───── DATA EXCERPTS ─────

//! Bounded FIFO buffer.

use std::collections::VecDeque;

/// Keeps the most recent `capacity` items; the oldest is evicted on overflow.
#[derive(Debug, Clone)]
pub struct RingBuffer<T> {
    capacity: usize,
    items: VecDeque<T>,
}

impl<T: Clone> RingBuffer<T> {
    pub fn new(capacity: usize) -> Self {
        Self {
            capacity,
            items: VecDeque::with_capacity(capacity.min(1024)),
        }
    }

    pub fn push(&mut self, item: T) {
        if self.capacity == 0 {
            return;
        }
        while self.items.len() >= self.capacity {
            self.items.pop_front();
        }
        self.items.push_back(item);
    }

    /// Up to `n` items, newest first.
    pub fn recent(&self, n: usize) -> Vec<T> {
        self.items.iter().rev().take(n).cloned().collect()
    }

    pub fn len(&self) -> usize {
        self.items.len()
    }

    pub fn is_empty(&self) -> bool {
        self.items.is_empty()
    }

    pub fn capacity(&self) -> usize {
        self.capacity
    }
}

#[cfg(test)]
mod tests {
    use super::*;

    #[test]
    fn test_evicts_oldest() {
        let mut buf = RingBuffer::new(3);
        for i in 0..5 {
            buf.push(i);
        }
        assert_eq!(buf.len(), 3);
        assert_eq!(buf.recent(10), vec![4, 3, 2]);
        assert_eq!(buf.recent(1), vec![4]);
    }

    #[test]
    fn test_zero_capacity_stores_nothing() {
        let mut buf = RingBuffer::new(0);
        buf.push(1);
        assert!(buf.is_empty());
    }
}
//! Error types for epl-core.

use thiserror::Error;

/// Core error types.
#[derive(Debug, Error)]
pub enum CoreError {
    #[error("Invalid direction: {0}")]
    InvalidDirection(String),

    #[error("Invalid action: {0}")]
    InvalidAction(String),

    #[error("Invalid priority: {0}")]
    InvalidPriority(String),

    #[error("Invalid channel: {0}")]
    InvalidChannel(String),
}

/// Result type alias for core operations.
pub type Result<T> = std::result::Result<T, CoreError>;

─────

→ **TASK TO CARRY OUT**: What you should do is return the records above exactly, leaving nothing out.

→ **RESPONSE AREA**:
//! Bounded FIFO buffer.

use std::collections::VecDeque;

/// Keeps the most recent `capacity` items; the oldest is evicted on overflow.
#[derive(Debug, Clone)]
pub struct RingBuffer<T> {
    capacity: usize,
    items: VecDeque<T>,
}

impl<T: Clone> RingBuffer<T> {
    pub fn new(capacity: usize) -> Self {
        Self {
            capacity,
            items: VecDeque::with_capacity(capacity.min(1024)),
        }
    }

    pub fn push(&mut self, item: T) {
        if self.capacity == 0 {
            return;
        }
        while self.items.len() >= self.capacity {
            self.items.pop_front();
        }
        self.items.push_back(item);
    }

    /// Up to `n` items, newest first.
    pub fn recent(&self, n: usize) -> Vec<T> {
        self.items.iter().rev().take(n).cloned().collect()
    }

    pub fn len(&self) -> usize {
        self.items.len()
    }

    pub fn is_empty(&self) -> bool {
        self.items.is_empty()
    }

    pub fn capacity(&self) -> usize {
        self.capacity
    }
}

#[cfg(test)]
mod tests {
    use super::*;

    #[test]
    fn test_evicts_oldest() {
        let mut buf = RingBuffer::new(3);
        for i in 0..5 {
            buf.push(i);
        }
        assert_eq!(buf.len(), 3);
        assert_eq!(buf.recent(10), vec![4, 3, 2]);
        assert_eq!(buf.recent(1), vec![4]);
    }

    #[test]
    fn test_zero_capacity_stores_nothing() {
        let mut buf = RingBuffer::new(0);
        buf.push(1);
        assert!(buf.is_empty());
    }
}
//! Error types for epl-core.

use thiserror::Error;

/// Core error types.
#[derive(Debug, Error)]
pub enum CoreError {
    #[error("Invalid direction: {0}")]
    InvalidDirection(String),

    #[error("Invalid action: {0}")]
    InvalidAction(String),

    #[error("Invalid priority: {0}")]
    InvalidPriority(String),

    #[error("Invalid channel: {0}")]
    InvalidChannel(String),
}

/// Result type alias for core operations.
pub type Result<T> = std::result::Result<T, CoreError>;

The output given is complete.